GasLog has cut a deal to refinance the supposedly troublesome bond that saw it exit public markets.

The Greek LNG carrier owner said on Tuesday that it had come to an agreement in which the Carlyle Group and EIG buy $325m of bonds in a private placement. The 7.75% bonds are due in 2029.

The proceeds from the sale will be used to refinance its 8.875% senior bonds when they come due in March 2022.

According to regulatory filings made before GasLog went private in June, it had $315m outstanding on that debt.

In February, the Peter Livanos-backed company announced BlackRock’s Global Energy & Power Infrastructure team would buy the 45% of common shares not owned by either Livanos' Blenheim Holdings or an affiliate of the Onassis Foundation for $5.80 each, taking the company off the New York Stock Exchange.

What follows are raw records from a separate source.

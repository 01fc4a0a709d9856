use async_trait::async_trait;
use sqlx::PgPool;
use std::collections::HashMap;
use std::sync::Mutex;
use tracing::{debug, instrument, warn};

use super::models::{AnimeModel, AnimeStanding, VoteCount, VoteModel, VoteWithAnime};
use crate::shared::AppError;

/// Trait for anime and vote persistence
#[async_trait]
pub trait VoteRepository {
    /// Creates the anime if absent and returns the stored row; existing rows are never refreshed
    async fn upsert_anime(&self, anime: &AnimeModel) -> Result<AnimeModel, AppError>;
    async fn get_anime(&self, anime_id: i64) -> Result<Option<AnimeModel>, AppError>;
    async fn create_vote(&self, vote: &VoteModel) -> Result<(), AppError>;
    /// Most recent votes first
    async fn recent_votes(&self, user_id: &str, limit: usize)
        -> Result<Vec<VoteWithAnime>, AppError>;
    async fn count_votes(&self, user_id: &str) -> Result<i64, AppError>;
    /// Animes ordered by number of wins, descending
    async fn top_animes(&self, limit: usize) -> Result<Vec<AnimeStanding>, AppError>;
}

/// In-memory implementation of VoteRepository for development and testing
pub struct InMemoryVoteRepository {
    animes: Mutex<HashMap<i64, AnimeModel>>,
    votes: Mutex<Vec<VoteModel>>,
}

impl Default for InMemoryVoteRepository {
    fn default() -> Self {
        Self::new()
    }
}

impl InMemoryVoteRepository {
    pub fn new() -> Self {
        Self {
            animes: Mutex::new(HashMap::new()),
            votes: Mutex::new(Vec::new()),
        }
    }

    pub fn anime_count(&self) -> usize {
        self.animes.lock().unwrap().len()
    }

    pub fn vote_count(&self) -> usize {
        self.votes.lock().unwrap().len()
    }
}

#[async_trait]
impl VoteRepository for InMemoryVoteRepository {
    #[instrument(skip(self, anime), fields(anime_id = anime.id))]
    async fn upsert_anime(&self, anime: &AnimeModel) -> Result<AnimeModel, AppError> {
        let mut animes = self.animes.lock().unwrap();
        let stored = animes
            .entry(anime.id)
            .or_insert_with(|| {
                debug!(title = %anime.title, "Creating anime in memory");
                anime.clone()
            })
            .clone();
        Ok(stored)
    }

    #[instrument(skip(self))]
    async fn get_anime(&self, anime_id: i64) -> Result<Option<AnimeModel>, AppError> {
        Ok(self.animes.lock().unwrap().get(&anime_id).cloned())
    }

    #[instrument(skip(self, vote), fields(vote_id = %vote.id))]
    async fn create_vote(&self, vote: &VoteModel) -> Result<(), AppError> {
        if !self.animes.lock().unwrap().contains_key(&vote.anime_id) {
            warn!(anime_id = vote.anime_id, "Vote references unknown anime");
            return Err(AppError::DatabaseError(
                "Vote references unknown anime".to_string(),
            ));
        }

        self.votes.lock().unwrap().push(vote.clone());
        debug!(anime_id = vote.anime_id, "Vote recorded in memory");
        Ok(())
    }

    #[instrument(skip(self))]
    async fn recent_votes(
        &self,
        user_id: &str,
        limit: usize,
    ) -> Result<Vec<VoteWithAnime>, AppError> {
        let mut votes: Vec<VoteModel> = self
            .votes
            .lock()
            .unwrap()
            .iter()
            .filter(|v| v.user_id == user_id)
            .cloned()
            .collect();
        votes.sort_by_key(|v| v.created_at);
        votes.reverse();
        votes.truncate(limit);

        let animes = self.animes.lock().unwrap();
        Ok(votes
            .into_iter()
            .map(|vote| VoteWithAnime {
                anime: animes.get(&vote.anime_id).cloned(),
                vote,
            })
            .collect())
    }

    #[instrument(skip(self))]
    async fn count_votes(&self, user_id: &str) -> Result<i64, AppError> {
        let votes = self.votes.lock().unwrap();
        Ok(votes.iter().filter(|v| v.user_id == user_id).count() as i64)
    }

    #[instrument(skip(self))]
    async fn top_animes(&self, limit: usize) -> Result<Vec<AnimeStanding>, AppError> {
        let mut wins: HashMap<i64, i64> = HashMap::new();
        for vote in self.votes.lock().unwrap().iter() {
            *wins.entry(vote.anime_id).or_default() += 1;
        }

        let animes = self.animes.lock().unwrap();
        let mut standings: Vec<AnimeStanding> = animes
            .values()
            .map(|anime| AnimeStanding {
                count: VoteCount {
                    votes: wins.get(&anime.id).copied().unwrap_or_default(),
                },
                anime: anime.clone(),
            })
            .collect();
        standings.sort_by(|a, b| {
            b.count
                .votes
                .cmp(&a.count.votes)
                .then(a.anime.id.cmp(&b.anime.id))
        });
        standings.truncate(limit);
        Ok(standings)
    }
}

/// PostgreSQL implementation of vote repository
pub struct PostgresVoteRepository {
    pool: PgPool,
}

impl PostgresVoteRepository {
    pub fn new(pool: PgPool) -> Self {
        Self { pool }
    }
}

#[derive(sqlx::FromRow)]
struct VoteRow {
    id: String,
    user_id: String,
    anime_id: i64,
    created_at: chrono::DateTime<chrono::Utc>,
    title: Option<String>,
    image_url: Option<String>,
    anime_type: Option<String>,
}

impl From<VoteRow> for VoteWithAnime {
    fn from(row: VoteRow) -> Self {
        let anime = match (row.title, row.image_url, row.anime_type) {
            (Some(title), Some(image_url), Some(kind)) => Some(AnimeModel {
                id: row.anime_id,
                title,
                image_url,
                kind,
            }),
            _ => None,
        };

        VoteWithAnime {
            vote: VoteModel {
                id: row.id,
                user_id: row.user_id,
                anime_id: row.anime_id,
                created_at: row.created_at,
            },
            anime,
        }
    }
}

#[derive(sqlx::FromRow)]
struct StandingRow {
    #[sqlx(flatten)]
    anime: AnimeModel,
    vote_count: i64,
}

#[async_trait]
impl VoteRepository for PostgresVoteRepository {
    #[instrument(skip(self, anime), fields(anime_id = anime.id))]
    async fn upsert_anime(&self, anime: &AnimeModel) -> Result<AnimeModel, AppError> {
        sqlx::query(
            "INSERT INTO animes (id, title, image_url, anime_type) VALUES ($1, $2, $3, $4) ON CONFLICT (id) DO NOTHING",
        )
        .bind(anime.id)
        .bind(&anime.title)
        .bind(&anime.image_url)
        .bind(&anime.kind)
        .execute(&self.pool)
        .await
        .map_err(|e| {
            warn!(error = %e, "Failed to upsert anime");
            AppError::from(e)
        })?;

        self.get_anime(anime.id)
            .await?
            .ok_or_else(|| AppError::DatabaseError("Anime vanished after upsert".to_string()))
    }

    #[instrument(skip(self))]
    async fn get_anime(&self, anime_id: i64) -> Result<Option<AnimeModel>, AppError> {
        sqlx::query_as::<_, AnimeModel>(
            "SELECT id, title, image_url, anime_type FROM animes WHERE id = $1",
        )
        .bind(anime_id)
        .fetch_optional(&self.pool)
        .await
        .map_err(|e| {
            warn!(error = %e, "Failed to fetch anime");
            AppError::from(e)
        })
    }

    #[instrument(skip(self, vote), fields(vote_id = %vote.id))]
    async fn create_vote(&self, vote: &VoteModel) -> Result<(), AppError> {
        sqlx::query("INSERT INTO votes (id, user_id, anime_id, created_at) VALUES ($1, $2, $3, $4)")
            .bind(&vote.id)
            .bind(&vote.user_id)
            .bind(vote.anime_id)
            .bind(vote.created_at)
            .execute(&self.pool)
            .await
            .map_err(|e| {
                warn!(error = %e, "Failed to record vote");
                AppError::from(e)
            })?;
        Ok(())
    }

    #[instrument(skip(self))]
    async fn recent_votes(
        &self,
        user_id: &str,
        limit: usize,
    ) -> Result<Vec<VoteWithAnime>, AppError> {
        let rows = sqlx::query_as::<_, VoteRow>(
            "SELECT v.id, v.user_id, v.anime_id, v.created_at, a.title, a.image_url, a.anime_type \
             FROM votes v LEFT JOIN animes a ON a.id = v.anime_id \
             WHERE v.user_id = $1 ORDER BY v.created_at DESC LIMIT $2",
        )
        .bind(user_id)
        .bind(limit as i64)
        .fetch_all(&self.pool)
        .await
        .map_err(|e| {
            warn!(error = %e, "Failed to fetch recent votes");
            AppError::from(e)
        })?;

        Ok(rows.into_iter().map(VoteWithAnime::from).collect())
    }

    #[instrument(skip(self))]
    async fn count_votes(&self, user_id: &str) -> Result<i64, AppError> {
        sqlx::query_scalar("SELECT COUNT(*) FROM votes WHERE user_id = $1")
            .bind(user_id)
            .fetch_one(&self.pool)
            .await
            .map_err(|e| {
                warn!(error = %e, "Failed to count votes");
                AppError::from(e)
            })
    }

    #[instrument(skip(self))]
    async fn top_animes(&self, limit: usize) -> Result<Vec<AnimeStanding>, AppError> {
        let rows = sqlx::query_as::<_, StandingRow>(
            "SELECT a.id, a.title, a.image_url, a.anime_type, COUNT(v.id) AS vote_count \
             FROM animes a LEFT JOIN votes v ON v.anime_id = a.id \
             GROUP BY a.id ORDER BY vote_count DESC, a.id ASC LIMIT $1",
        )
        .bind(limit as i64)
        .fetch_all(&self.pool)
        .await
        .map_err(|e| {
            warn!(error = %e, "Failed to fetch top animes");
            AppError::from(e)
        })?;

        Ok(rows
            .into_iter()
            .map(|row| AnimeStanding {
                anime: row.anime,
                count: VoteCount {
                    votes: row.vote_count,
                },
            })
            .collect())
    }
}

#[cfg(test)]
mod tests {
    use super::*;
    use chrono::{Duration, Utc};

    fn anime(id: i64, title: &str) -> AnimeModel {
        AnimeModel {
            id,
            title: title.to_string(),
            image_url: format!("https://cdn/{}.webp", id),
            kind: "Anime".to_string(),
        }
    }

    #[tokio::test]
    async fn upsert_never_overwrites_existing_anime() {
        let repo = InMemoryVoteRepository::new();

        repo.upsert_anime(&anime(1, "Original")).await.unwrap();
        let second = repo.upsert_anime(&anime(1, "Changed")).await.unwrap();

        assert_eq!(second.title, "Original");
        assert_eq!(repo.get_anime(1).await.unwrap().unwrap().title, "Original");
        assert_eq!(repo.anime_count(), 1);
    }

    #[tokio::test]
    async fn vote_for_unknown_anime_fails() {
        let repo = InMemoryVoteRepository::new();
        let result = repo.create_vote(&VoteModel::new("u".into(), 404)).await;
        assert!(matches!(result, Err(AppError::DatabaseError(_))));
        assert_eq!(repo.vote_count(), 0);
    }

    #[tokio::test]
    async fn top_animes_ranks_by_wins_including_zero() {
        let repo = InMemoryVoteRepository::new();
        for (id, title) in [(1, "A"), (2, "B"), (3, "C")] {
            repo.upsert_anime(&anime(id, title)).await.unwrap();
        }
        for anime_id in [2, 2, 3, 2, 3] {
            repo.create_vote(&VoteModel::new("u".into(), anime_id))
                .await
                .unwrap();
        }

        let top = repo.top_animes(10).await.unwrap();
        let ranking: Vec<_> = top.iter().map(|s| (s.anime.id, s.count.votes)).collect();
        assert_eq!(ranking, vec![(2, 3), (3, 2), (1, 0)]);

        assert_eq!(repo.top_animes(1).await.unwrap().len(), 1);
    }

    #[tokio::test]
    async fn recent_votes_are_newest_first_with_anime() {
        let repo = InMemoryVoteRepository::new();
        repo.upsert_anime(&anime(1, "A")).await.unwrap();
        repo.upsert_anime(&anime(2, "B")).await.unwrap();

        let mut older = VoteModel::new("u".into(), 1);
        older.created_at = Utc::now() - Duration::minutes(5);
        repo.create_vote(&older).await.unwrap();
        repo.create_vote(&VoteModel::new("u".into(), 2)).await.unwrap();
        repo.create_vote(&VoteModel::new("other".into(), 2))
            .await
            .unwrap();

        let recent = repo.recent_votes("u", 5).await.unwrap();
        assert_eq!(recent.len(), 2);
        assert_eq!(recent[0].anime.as_ref().unwrap().title, "B");
        assert_eq!(recent[1].vote.id, older.id);
        assert_eq!(repo.count_votes("u").await.unwrap(), 2);
    }
}
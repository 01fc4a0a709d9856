use serde::{Deserialize, Serialize};

use super::models::AnimeDetails;

/// Display details of both sides of a matchup
#[derive(Debug, Clone, Serialize, Deserialize)]
pub struct MatchupDetails {
    pub winner: AnimeDetails,
    pub loser: AnimeDetails,
}

/// Request payload for recording a matchup outcome
#[derive(Debug, Clone, Serialize, Deserialize)]
#[serde(rename_all = "camelCase")]
pub struct RecordVoteRequest {
    pub winner_id: i64,
    pub loser_id: i64,
    pub user_id: String,
    pub anime_details: MatchupDetails,
}
use rand::rngs::StdRng;
use rand::seq::SliceRandom;
use rand::{Rng, SeedableRng};
use std::collections::{HashSet, VecDeque};
use std::sync::Arc;
use tokio::sync::mpsc;
use tokio::task::JoinHandle;
use tracing::{debug, error, info};

use super::api::VoteApi;
use crate::catalog::{CatalogAnime, CatalogService};
use crate::config::Config;
use crate::vote::{MatchupDetails, RecordVoteRequest};

/// Refill threshold of the matchup pool
pub const POOL_LOW_WATER: usize = 5;

/// Catalog pages the pool draws from (25 anime per page)
pub const POOL_PAGE_RANGE: std::ops::RangeInclusive<u32> = 1..=20;

/// Two anime facing each other
#[derive(Debug, Clone, PartialEq)]
pub struct Matchup {
    pub left: CatalogAnime,
    pub right: CatalogAnime,
}

#[derive(Debug, Clone, Copy, PartialEq, Eq)]
pub enum Side {
    Left,
    Right,
}

impl Matchup {
    /// Vote payload for `winner`; the other side is the loser
    pub fn vote_request(&self, user_id: &str, winner: Side) -> RecordVoteRequest {
        let (winner, loser) = match winner {
            Side::Left => (&self.left, &self.right),
            Side::Right => (&self.right, &self.left),
        };

        RecordVoteRequest {
            winner_id: winner.mal_id,
            loser_id: loser.mal_id,
            user_id: user_id.to_string(),
            anime_details: MatchupDetails {
                winner: winner.vote_details(),
                loser: loser.vote_details(),
            },
        }
    }
}

/// Queue of popular anime consumed two at a time
pub struct MatchupPool {
    catalog: Arc<dyn CatalogService>,
    pool: VecDeque<CatalogAnime>,
    rng: StdRng,
}

impl MatchupPool {
    pub fn new(catalog: Arc<dyn CatalogService>) -> Self {
        Self::with_rng(catalog, StdRng::from_os_rng())
    }

    /// Pool backed by the catalog at `CATALOG_BASE_URL`
    pub fn from_config(config: &Config) -> Result<Self, reqwest::Error> {
        Ok(Self::new(Arc::new(config.catalog()?)))
    }

    pub fn with_rng(catalog: Arc<dyn CatalogService>, rng: StdRng) -> Self {
        Self {
            catalog,
            pool: VecDeque::new(),
            rng,
        }
    }

    pub fn len(&self) -> usize {
        self.pool.len()
    }

    pub fn is_empty(&self) -> bool {
        self.pool.is_empty()
    }

    /// Pulls a random popular page into the pool, skipping anime already queued
    pub async fn refill(&mut self) -> usize {
        let page = self.rng.random_range(POOL_PAGE_RANGE);
        let mut batch = self.catalog.popular_batch(page).await;
        batch.shuffle(&mut self.rng);

        let mut queued: HashSet<i64> = self.pool.iter().map(|a| a.mal_id).collect();
        let before = self.pool.len();
        self.pool
            .extend(batch.into_iter().filter(|anime| queued.insert(anime.mal_id)));

        let added = self.pool.len() - before;
        debug!(page = page, added = added, "Matchup pool refilled");
        added
    }

    /// Next pair, refilling first when the pool runs low.
    /// `None` when the catalog cannot supply two anime.
    pub async fn next_matchup(&mut self) -> Option<Matchup> {
        if self.pool.len() < POOL_LOW_WATER {
            self.refill().await;
        }
        if self.pool.len() < 2 {
            return None;
        }

        let left = self.pool.pop_front()?;
        let right = self.pool.pop_front()?;
        Some(Matchup { left, right })
    }
}

/// A vote that never reached the server
#[derive(Debug, Clone)]
pub struct VoteFailure {
    pub request: RecordVoteRequest,
    pub error: String,
}

/// Sends votes in the background so the next matchup shows immediately
#[derive(Clone)]
pub struct VoteDispatcher {
    api: Arc<dyn VoteApi>,
    failures: Option<mpsc::UnboundedSender<VoteFailure>>,
}

impl VoteDispatcher {
    pub fn new(api: Arc<dyn VoteApi>) -> Self {
        Self {
            api,
            failures: None,
        }
    }

    /// Failed votes are also forwarded to `failures`
    pub fn with_failure_channel(mut self, failures: mpsc::UnboundedSender<VoteFailure>) -> Self {
        self.failures = Some(failures);
        self
    }

    pub fn dispatch(&self, request: RecordVoteRequest) -> JoinHandle<()> {
        let api = Arc::clone(&self.api);
        let failures = self.failures.clone();

        tokio::spawn(async move {
            match api.record_vote(&request).await {
                Ok(vote) => info!(vote_id = %vote.id, "Vote delivered"),
                Err(e) => {
                    error!(
                        user_id = %request.user_id,
                        winner_id = request.winner_id,
                        loser_id = request.loser_id,
                        error = %e,
                        "Vote delivery failed"
                    );
                    if let Some(failures) = failures {
                        let _ = failures.send(VoteFailure {
                            request,
                            error: e.to_string(),
                        });
                    }
                }
            }
        })
    }
}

Then, sources told TradeWinds the $315m in debt plus limited upside from vessels trading in the spot market and high costs were the impetus for the move.

In the run-up to the deal, GasLog refinanced $1.1bn in bank debt, pushing those maturities back to 2024, while turning its attention to the 2022-due senior bonds.

Last autumn, chief financial officer Achilleas Tasioulas said on an earnings call that the refinancing efforts paved the way to focus on the bonds.

"We have cleared the way with all the actions that we have taken," he said. "So we have options available. We are exploring them. And we believe that we will be able to do the refinancing well ahead of its time."

The Carlyle Group made its investment with funds from its Infrastructure Credit Fund, while EIG tapped its Global Project Fund V and accounts in its direct lending platform.